1 Answer | Add Yours
At this stage of the novel we get an intriguing insight into the troubled mind of Holden Caulfield. He is clearly disaffected and rebellious, yet his dealings with the crusty Mr Spencer still at least outwardly show a great deal of respect to the aging teacher, who indeed seems quite fond of Holden despite his disastrous academic record.
Mr Spencer has little time to try and talk to Holden as his young student is evasive and insists that he needs to move on and pack his things. Mr Spencer reiterates the advice originally given to Holden by the principal,
"Life is a game, boy. Life is a game that one plays according to the rules." (p.13)

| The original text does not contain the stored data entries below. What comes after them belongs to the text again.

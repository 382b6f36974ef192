//! Span names shared by the chat front ends, so log queries stay stable.

/// Span wrapping an interactive chat session.
pub const SPAN_SESSION: &str = "chat.session";

/// Span wrapping a one-shot `ask`.
pub const SPAN_ASK: &str = "chat.ask";

/// Service name reported to OpenTelemetry.
pub const SERVICE_NAME: &str = "sharegood-assistant";
//! One-shot `sgood ask`: send a single message through a widget session and
//! print the reply.

use console::style;
use serde::Serialize;
use tracing::{Instrument, info_span};

use sharegood_core::chat::ChatWidget;
use sharegood_core::resolver::RuleSet;
use sharegood_observe::fields::SPAN_ASK;
use sharegood_types::config::{AppConfig, WidgetSettings};

use super::chat::typing_spinner;

#[derive(Debug, Serialize)]
struct AskOutput<'a> {
    message: &'a str,
    reply: String,
    #[serde(skip_serializing_if = "Option::is_none")]
    rule: Option<&'static str>,
}

/// Send `message` and wait for the bot's reply.
async fn ask(widget: &ChatWidget, message: &str) -> anyhow::Result<String> {
    widget.send(message).await?;
    widget.wait_idle().await;

    widget
        .messages()
        .await
        .into_iter()
        .rev()
        .find(|m| !m.is_from_user())
        .map(|m| m.text)
        .ok_or_else(|| anyhow::anyhow!("no reply was produced"))
}

pub async fn run_ask(config: &AppConfig, message: &str, explain: bool, json: bool) -> anyhow::Result<()> {
    let settings = WidgetSettings {
        start_open: true,
        ..config.widget.clone()
    };
    let widget = ChatWidget::with_builtin_rules(settings);

    let spinner = (!json && console::user_attended()).then(typing_spinner);
    let reply = ask(&widget, message).instrument(info_span!(SPAN_ASK)).await;
    if let Some(spinner) = spinner {
        spinner.finish_and_clear();
    }
    let reply = reply?;

    let rule = explain
        .then(|| RuleSet::builtin().classify(message.trim()).rule)
        .flatten();

    if json {
        let output = AskOutput {
            message: message.trim(),
            reply,
            rule,
        };
        println!("{}", serde_json::to_string_pretty(&output)?);
        return Ok(());
    }

    println!();
    println!("  {}", reply.replace('\n', "\n  "));
    if explain {
        let label = rule.unwrap_or("fallback");
        println!();
        println!("  {} {}", style("rule:").dim(), style(label).cyan());
    }
    println!();
    Ok(())
}
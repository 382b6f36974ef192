//! Async readline input for the chat loop.
//!
//! Wraps `rustyline_async::Readline` so EOF (Ctrl+D) and interrupt (Ctrl+C)
//! arrive as plain events, and keeps sent lines in the history.

use rustyline_async::{Readline, ReadlineError, ReadlineEvent, SharedWriter};

/// Events produced by the input handler.
#[derive(Debug)]
pub enum InputEvent {
    /// User submitted a (trimmed) line.
    Message(String),
    /// End of file (Ctrl+D).
    Eof,
    /// Interrupt signal (Ctrl+C).
    Interrupted,
}

pub struct ChatInput {
    rl: Readline,
}

impl ChatInput {
    /// Create the input handler with the given prompt.
    ///
    /// The returned `SharedWriter` prints without clobbering the prompt.
    pub fn new(prompt: String) -> Result<(Self, SharedWriter), ReadlineError> {
        let (rl, stdout) = Readline::new(prompt)?;
        Ok((Self { rl }, stdout))
    }

    pub async fn read_line(&mut self) -> InputEvent {
        match self.rl.readline().await {
            Ok(ReadlineEvent::Line(line)) => {
                let trimmed = line.trim().to_string();
                if !trimmed.is_empty() {
                    self.rl.add_history_entry(trimmed.clone());
                }
                InputEvent::Message(trimmed)
            }
            Ok(ReadlineEvent::Eof) => InputEvent::Eof,
            Ok(ReadlineEvent::Interrupted) => InputEvent::Interrupted,
            Err(_) => InputEvent::Eof,
        }
    }

    pub fn clear(&mut self) {
        let _ = self.rl.clear();
    }

    /// Flush pending output and restore the terminal.
    pub fn finish(mut self) {
        let _ = self.rl.flush();
    }
}
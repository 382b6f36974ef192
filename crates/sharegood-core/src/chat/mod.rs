//! Chat widget session management.
//!
//! The widget is the only consumer of the resolver: it keeps the message
//! list for one session and answers each user message exactly once.

pub mod widget;

pub use widget::ChatWidget;
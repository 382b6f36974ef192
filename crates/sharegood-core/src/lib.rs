//! Chat logic for the ShareGood assistant.
//!
//! The resolver maps a free-text message to one canned reply using an
//! ordered rule table. The chat widget wraps it in a session with a message
//! list, a typing indicator and a cancellable delayed reply. Neither depends
//! on any IO crate; front ends observe the widget through the event bus.

pub mod chat;
pub mod event;
pub mod resolver;
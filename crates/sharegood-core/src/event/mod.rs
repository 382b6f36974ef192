//! Event bus for chat widget observers.
//!
//! Provides an `EventBus` that distributes `WidgetEvent` messages to all
//! subscribers via a `tokio::sync::broadcast` channel.

pub mod bus;

pub use bus::EventBus;
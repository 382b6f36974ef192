//! Rule table types and the first-match scan.

use std::sync::LazyLock;

use regex::Regex;
use sharegood_types::error::ResolverError;
use tracing::debug;

use super::table::{BUILTIN_RULES, DEFAULT_RESPONSE};

/// Uncompiled predicate, as written in a rule table.
#[derive(Debug, Clone, Copy)]
pub enum PredicateSpec {
    /// Regular expression tested against the lowercased message.
    Pattern(&'static str),
    /// Matches when the lowercased message contains any of these substrings.
    Keywords(&'static [&'static str]),
}

/// One entry of a rule table before compilation.
#[derive(Debug, Clone, Copy)]
pub struct RuleSpec {
    pub name: &'static str,
    pub predicate: PredicateSpec,
    pub response: &'static str,
}

/// Compiled predicate.
#[derive(Debug, Clone)]
pub enum Predicate {
    Pattern(Regex),
    Keywords(&'static [&'static str]),
}

impl Predicate {
    fn compile(name: &str, spec: PredicateSpec) -> Result<Self, ResolverError> {
        match spec {
            PredicateSpec::Pattern(pattern) => Regex::new(pattern)
                .map(Predicate::Pattern)
                .map_err(|e| ResolverError::InvalidPattern {
                    rule: name.to_string(),
                    reason: e.to_string(),
                }),
            PredicateSpec::Keywords(keywords) => {
                if keywords.is_empty() {
                    return Err(ResolverError::EmptyKeywords(name.to_string()));
                }
                Ok(Predicate::Keywords(keywords))
            }
        }
    }

    /// Test an already-lowercased message.
    pub fn matches(&self, normalized: &str) -> bool {
        match self {
            Predicate::Pattern(re) => re.is_match(normalized),
            Predicate::Keywords(keywords) => keywords.iter().any(|k| normalized.contains(k)),
        }
    }

    /// Short label for listings ("pattern" / "keywords").
    pub fn kind(&self) -> &'static str {
        match self {
            Predicate::Pattern(_) => "pattern",
            Predicate::Keywords(_) => "keywords",
        }
    }

    /// Human-readable form of the predicate: the regex source or the keyword list.
    pub fn describe(&self) -> String {
        match self {
            Predicate::Pattern(re) => re.as_str().to_string(),
            Predicate::Keywords(keywords) => keywords.join(", "),
        }
    }
}

/// A compiled (predicate, response) pair.
#[derive(Debug, Clone)]
pub struct PatternRule {
    pub name: &'static str,
    pub predicate: Predicate,
    pub response: &'static str,
}

/// Outcome of classifying one message.
#[derive(Debug, Clone, Copy, PartialEq, Eq)]
pub struct Resolution {
    /// Name of the rule that fired, `None` for the fallback.
    pub rule: Option<&'static str>,
    pub response: &'static str,
}

impl Resolution {
    pub fn is_fallback(&self) -> bool {
        self.rule.is_none()
    }
}

/// Priority-ordered rule table with a fallback response.
#[derive(Debug, Clone)]
pub struct RuleSet {
    rules: Vec<PatternRule>,
    fallback: &'static str,
}

static BUILTIN: LazyLock<RuleSet> = LazyLock::new(|| {
    RuleSet::new(BUILTIN_RULES, DEFAULT_RESPONSE).expect("built-in rule table must compile")
});

impl RuleSet {
    /// Compile a rule table. Declaration order of `specs` is evaluation order.
    pub fn new(specs: &[RuleSpec], fallback: &'static str) -> Result<Self, ResolverError> {
        let rules = specs
            .iter()
            .map(|spec| {
                Ok(PatternRule {
                    name: spec.name,
                    predicate: Predicate::compile(spec.name, spec.predicate)?,
                    response: spec.response,
                })
            })
            .collect::<Result<Vec<_>, ResolverError>>()?;

        Ok(Self { rules, fallback })
    }

    /// The ShareGood rule table, compiled once per process.
    pub fn builtin() -> &'static RuleSet {
        &BUILTIN
    }

    pub fn rules(&self) -> &[PatternRule] {
        &self.rules
    }

    pub fn fallback(&self) -> &'static str {
        self.fallback
    }

    /// Find the reply for `message` and report which rule produced it.
    pub fn classify(&self, message: &str) -> Resolution {
        let normalized = message.to_lowercase();

        match self.rules.iter().find(|rule| rule.predicate.matches(&normalized)) {
            Some(rule) => {
                debug!(rule = rule.name, "chat rule matched");
                Resolution {
                    rule: Some(rule.name),
                    response: rule.response,
                }
            }
            None => {
                debug!("no chat rule matched, using fallback");
                Resolution {
                    rule: None,
                    response: self.fallback,
                }
            }
        }
    }
}
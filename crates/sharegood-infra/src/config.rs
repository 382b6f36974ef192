//! Configuration loader.
//!
//! Reads `config.toml` from the data directory (`~/.sharegood/` by default)
//! and deserializes it into [`AppConfig`]. Falls back to defaults when the
//! file is missing or malformed.

use std::path::Path;

use sharegood_types::config::AppConfig;
use sharegood_types::error::ConfigError;

use crate::paths::config_path;

/// Read and parse `{data_dir}/config.toml`.
///
/// Returns `Ok(None)` when the file does not exist.
pub async fn read_config(data_dir: &Path) -> Result<Option<AppConfig>, ConfigError> {
    let path = config_path(data_dir);

    let content = match tokio::fs::read_to_string(&path).await {
        Ok(content) => content,
        Err(err) if err.kind() == std::io::ErrorKind::NotFound => return Ok(None),
        Err(err) => return Err(ConfigError::Read(format!("{}: {err}", path.display()))),
    };

    toml::from_str::<AppConfig>(&content)
        .map(Some)
        .map_err(|err| ConfigError::Parse(format!("{}: {err}", path.display())))
}

/// Load configuration, never failing.
pub async fn load_config(data_dir: &Path) -> AppConfig {
    config_or_default(read_config(data_dir).await, data_dir)
}

/// Resolve the outcome of [`read_config`] to a usable config.
///
/// - Missing file: [`AppConfig::default()`].
/// - Unreadable or malformed file: logs a warning and returns the default.
///
/// Split from [`load_config`] so callers can inspect the raw result before
/// logging is initialised.
pub fn config_or_default(
    result: Result<Option<AppConfig>, ConfigError>,
    data_dir: &Path,
) -> AppConfig {
    match result {
        Ok(Some(config)) => config,
        Ok(None) => {
            tracing::debug!(
                "No config.toml found in {}, using defaults",
                data_dir.display()
            );
            AppConfig::default()
        }
        Err(err) => {
            tracing::warn!("{err}, using defaults");
            AppConfig::default()
        }
    }
}
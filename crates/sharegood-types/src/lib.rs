//! Shared domain types for the ShareGood assistant.
//!
//! This crate contains the types passed between the resolver, the chat
//! widget and its front ends: chat messages, widget events, configuration
//! and their associated error types.
//!
//! Zero infrastructure dependencies -- only serde, uuid, chrono, thiserror.

pub mod chat;
pub mod config;
pub mod error;
pub mod event;
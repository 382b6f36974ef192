//! The built-in ShareGood rule table.
//!
//! Order matters. Exact-match conversational rules come first, then produce
//! and food-category keywords, then the broader donation-process intents.
//! For example "thank you, apple is great" must hit `gratitude`, not `apple`.
//! Do not reorder entries to group them differently.

use super::rule::{PredicateSpec, RuleSpec};

pub const GREETING_RESPONSE: &str = "Hello! 👋 I'm the ShareGood assistant. I can help you donate surplus \
items, track your donations, or learn about our NGO partners. What would you like to do?";

pub const FAREWELL_RESPONSE: &str =
    "Goodbye! Thanks for being part of ShareGood. Every donation makes a difference. 💚";

pub const GRATITUDE_RESPONSE: &str = "You're very welcome! 😊 Is there anything else I can help you with?";

pub const APPLE_RESPONSE: &str = "Apples are a great donation! 🍎 Whole, unbruised apples keep for 1-2 weeks \
at room temperature and much longer refrigerated. Please make sure they're free of mould and soft spots before \
listing them as surplus.";

pub const BANANA_RESPONSE: &str = "Bananas are always welcome! 🍌 They ripen quickly, so please donate them \
while they're still yellow or slightly green. Overripe bananas can go to partner kitchens that bake with them.";

pub const VEGETABLES_RESPONSE: &str = "Fresh vegetables are one of the most requested items by our NGO \
partners! 🥕 Keep leafy greens cool and dry, and list root vegetables like potatoes and onions in well-ventilated \
bags. Mark the harvest or purchase date on your surplus listing if you can.";

pub const BAKERY_RESPONSE: &str = "Bread and bakery items can be donated on the day they're baked or the day \
after. 🍞 Please pack them in clean, sealed bags and mention any allergens (nuts, eggs, dairy) in the item \
description.";

pub const DAIRY_RESPONSE: &str = "Dairy products need to stay cold! 🥛 We accept sealed milk, cheese, yogurt \
and butter that are within their use-by date. Choose a pickup slot soon after listing so the cold chain isn't \
broken.";

pub const DRY_FOOD_RESPONSE: &str = "Grains and dry goods are perfect for donation. 🌾 Flour, pasta, lentils, \
cereals and canned food last a long time, as long as packaging is unopened and undamaged. NGOs can store them \
for distribution over several weeks.";

pub const HOW_TO_DONATE_RESPONSE: &str = "Donating is easy! Here's how:\n\
1. Sign in and open your donor dashboard.\n\
2. Click \"Add Surplus Item\" and describe what you have, including quantity and expiry date.\n\
3. Choose a pickup window that suits you.\n\
4. A nearby NGO accepts the request and a logistics partner collects it.\n\
You'll get a notification at every step!";

pub const TRACKING_RESPONSE: &str = "You can track every donation from your dashboard under \"My Donations\". 📦 \
Each item shows its current status: Listed, Accepted by NGO, Picked Up, or Delivered. You'll also receive a \
notification whenever the status changes.";

pub const IMPACT_RESPONSE: &str = "Your impact matters! 🌍 Your dashboard shows how many items you've donated, \
the estimated meals provided, and the NGOs you've supported. Every kilogram of food rescued helps feed people \
and keeps waste out of landfill.";

pub const LEADERBOARD_RESPONSE: &str = "The leaderboard ranks our most active donors! 🏆 You earn points for \
every completed donation and unlock badges as you reach milestones. Check the Leaderboard page to see where you \
stand.";

pub const NGO_INFO_RESPONSE: &str = "ShareGood partners with verified NGOs and community organisations that \
distribute donations to people in need. 🤝 Every NGO goes through a verification process before it can accept \
donations. You can browse partner NGOs near you from the NGO directory.";

pub const LOGISTICS_RESPONSE: &str = "Our logistics partners handle pickup and delivery. 🚚 Once an NGO accepts \
your donation, a partner is assigned to collect it during your chosen pickup window and deliver it straight to \
the NGO. You don't need to arrange transport yourself.";

pub const ELIGIBILITY_RESPONSE: &str = "We accept most surplus items in good condition:\n\
• Fresh produce, bakery items and dairy within date\n\
• Packaged and dry foods\n\
• Clothing, books and toys\n\
• Furniture and working electronics\n\
We can't accept opened food, expired products or medicines. If you're unsure, list the item and an NGO will \
let you know!";

pub const PROFILE_RESPONSE: &str = "You can manage your account from the Profile page. 👤 Update your name, \
contact details, address and notification preferences there. If you're new, sign up as a donor, NGO or \
logistics partner from the home page.";

pub const AFFIRMATIVE_RESPONSE: &str =
    "Great! 👍 Just tell me what you'd like to know about donating, tracking, or our partners.";

pub const NEGATIVE_RESPONSE: &str =
    "No problem! If you need anything later, I'm right here. Have a great day! 😊";

pub const URGENCY_RESPONSE: &str = "For time-sensitive donations, list the item right away and mark it as \
urgent. ⏰ Nearby NGOs are notified immediately and perishable items are prioritised for the next available \
pickup.";

pub const PLATFORM_OVERVIEW_RESPONSE: &str = "ShareGood connects donors with NGOs and logistics partners to \
make sure surplus food and goods reach people who need them. 🌱 Donors list items, NGOs accept them, and our \
logistics partners handle pickup and delivery. Ask me about donating, tracking, our NGO partners, or your \
impact!";

pub const DEFAULT_RESPONSE: &str = "I'm not sure I understood that. 🤔 Here are some things you can ask me \
about:\n\
• How to donate\n\
• Tracking your donations\n\
• What items we accept\n\
• Our NGO partners\n\
• Pickup and delivery\n\
• Your impact and the leaderboard";

/// The ShareGood rule table, in evaluation order.
pub const BUILTIN_RULES: &[RuleSpec] = &[
    RuleSpec {
        name: "greeting",
        predicate: PredicateSpec::Pattern(
            r"^\s*(hi|hello|hey|hiya|howdy|greetings|good (morning|afternoon|evening))\s*[!.]*\s*$",
        ),
        response: GREETING_RESPONSE,
    },
    RuleSpec {
        name: "farewell",
        predicate: PredicateSpec::Pattern(r"^\s*(bye|goodbye|good bye|see you|see ya)\s*[!.]*\s*$"),
        response: FAREWELL_RESPONSE,
    },
    RuleSpec {
        name: "gratitude",
        predicate: PredicateSpec::Keywords(&["thank", "thx"]),
        response: GRATITUDE_RESPONSE,
    },
    RuleSpec {
        name: "apple",
        predicate: PredicateSpec::Keywords(&["apple"]),
        response: APPLE_RESPONSE,
    },
    RuleSpec {
        name: "banana",
        predicate: PredicateSpec::Keywords(&["banana"]),
        response: BANANA_RESPONSE,
    },
    RuleSpec {
        name: "vegetables",
        predicate: PredicateSpec::Keywords(&[
            "vegetable",
            "veggie",
            "carrot",
            "potato",
            "tomato",
            "onion",
            "spinach",
            "lettuce",
            "cabbage",
            "broccoli",
            "cauliflower",
            "cucumber",
        ]),
        response: VEGETABLES_RESPONSE,
    },
    RuleSpec {
        name: "bakery",
        predicate: PredicateSpec::Keywords(&[
            "bread", "bakery", "baked", "pastry", "pastries", "loaf", "loaves", "croissant", "muffin", "cake",
        ]),
        response: BAKERY_RESPONSE,
    },
    RuleSpec {
        name: "dairy",
        predicate: PredicateSpec::Keywords(&[
            "milk",
            "dairy",
            "cheese",
            "yogurt",
            "yoghurt",
            "buttermilk",
            "paneer",
            "curd",
            "fresh cream",
            "ice cream",
            "sour cream",
        ]),
        response: DAIRY_RESPONSE,
    },
    RuleSpec {
        name: "dry_food",
        predicate: PredicateSpec::Keywords(&[
            "grain",
            "wheat",
            "flour",
            "lentil",
            "pasta",
            "cereal",
            "oatmeal",
            "rolled oats",
            "dry food",
            "dry goods",
            "canned",
            "non-perishable",
        ]),
        response: DRY_FOOD_RESPONSE,
    },
    RuleSpec {
        name: "how_to_donate",
        predicate: PredicateSpec::Pattern(
            r"\b(how|where)\b.*\b(can|do|to|should)\b.*\b(donate|give|contribute)\b|\b(want|wish|like|ready)\b.*\bto (donate|give|contribute)\b|\bdonation process\b|\bstart donating\b",
        ),
        response: HOW_TO_DONATE_RESPONSE,
    },
    RuleSpec {
        name: "tracking",
        predicate: PredicateSpec::Pattern(
            r"\b(track|tracking|trace)\b|\b(status|where is|where's)\b.*\b(donations?|items?|pickups?|deliver(y|ies)|requests?|orders?)\b",
        ),
        response: TRACKING_RESPONSE,
    },
    RuleSpec {
        name: "impact",
        predicate: PredicateSpec::Pattern(
            r"\b(impact|difference|meals?|lives|people (helped|served|fed)|how many people)\b",
        ),
        response: IMPACT_RESPONSE,
    },
    RuleSpec {
        name: "leaderboard",
        predicate: PredicateSpec::Pattern(r"\b(leaderboard|leader board|rank|ranking|top donors?|points|badges?)\b"),
        response: LEADERBOARD_RESPONSE,
    },
    RuleSpec {
        name: "ngo_info",
        predicate: PredicateSpec::Pattern(r"\b(ngos?|charit(y|ies)|non-?profits?|organi[sz]ations?|partners?)\b"),
        response: NGO_INFO_RESPONSE,
    },
    RuleSpec {
        name: "logistics",
        predicate: PredicateSpec::Pattern(
            r"\b(logistics|pick ?-?ups?|deliver(y|ies)?|transport(ation)?|courier|drivers?|collect(ion)?)\b",
        ),
        response: LOGISTICS_RESPONSE,
    },
    RuleSpec {
        name: "eligibility",
        predicate: PredicateSpec::Pattern(
            r"\b(what|which|can i|is it ok to|allowed|accept(ed|s)?)\b.*\b(items?|things|food|clothes|clothing|furniture|books|toys|electronics|medicines?|coats?|jackets?|shoes|blankets?)\b",
        ),
        response: ELIGIBILITY_RESPONSE,
    },
    RuleSpec {
        name: "profile",
        predicate: PredicateSpec::Pattern(r"\b(profile|account|settings|password|sign ?up|register|log ?in|username|email)\b"),
        response: PROFILE_RESPONSE,
    },
    RuleSpec {
        name: "affirmative",
        predicate: PredicateSpec::Pattern(r"^\s*(yes|yeah|yep|yup|sure|ok|okay|of course|definitely)\s*[!.]*\s*$"),
        response: AFFIRMATIVE_RESPONSE,
    },
    RuleSpec {
        name: "negative",
        predicate: PredicateSpec::Pattern(r"^\s*(no|nope|nah|not now|not really)\s*[!.]*\s*$"),
        response: NEGATIVE_RESPONSE,
    },
    RuleSpec {
        name: "urgency",
        predicate: PredicateSpec::Pattern(
            r"\b(urgent(ly)?|emergency|asap|immediately|right now|expir(e|es|ed|ing)|spoil(s|ing|ed)?)\b",
        ),
        response: URGENCY_RESPONSE,
    },
    RuleSpec {
        name: "platform_overview",
        predicate: PredicateSpec::Pattern(
            r"\b(sharegood|share good|platform|website|app|who are you|what are you|what can you do|help)\b",
        ),
        response: PLATFORM_OVERVIEW_RESPONSE,
    },
];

Mr Spencer is clearly pushing on Holden the idea that conformity is inevitable, and the school 'game' that he had earler asked Holden about spectating is a link that Holden might make to this metaphor about life. Holden outwardly accepts the advice but underneath he is seething. He sees it only as a successful game if you happen to be a 'hot-shot', otherwise there is no game for you.
Mr Spencer also urges Holden to have concerns about his future,
"You will," old Spencer said. "You will, boy. You will when it's too late." (p.18)
Holden's reaction to this advice is only to feel depression, but he again outwardly accepts the advice for the sake of not seeming rude. Holden appreciates what the teacher is trying to do, but the gulf between the characters is obvious. Mr Spencer's constant address to Holden as 'boy', and Holden's fixation with Mr Spencer's aging, decaying state of health are examples of this.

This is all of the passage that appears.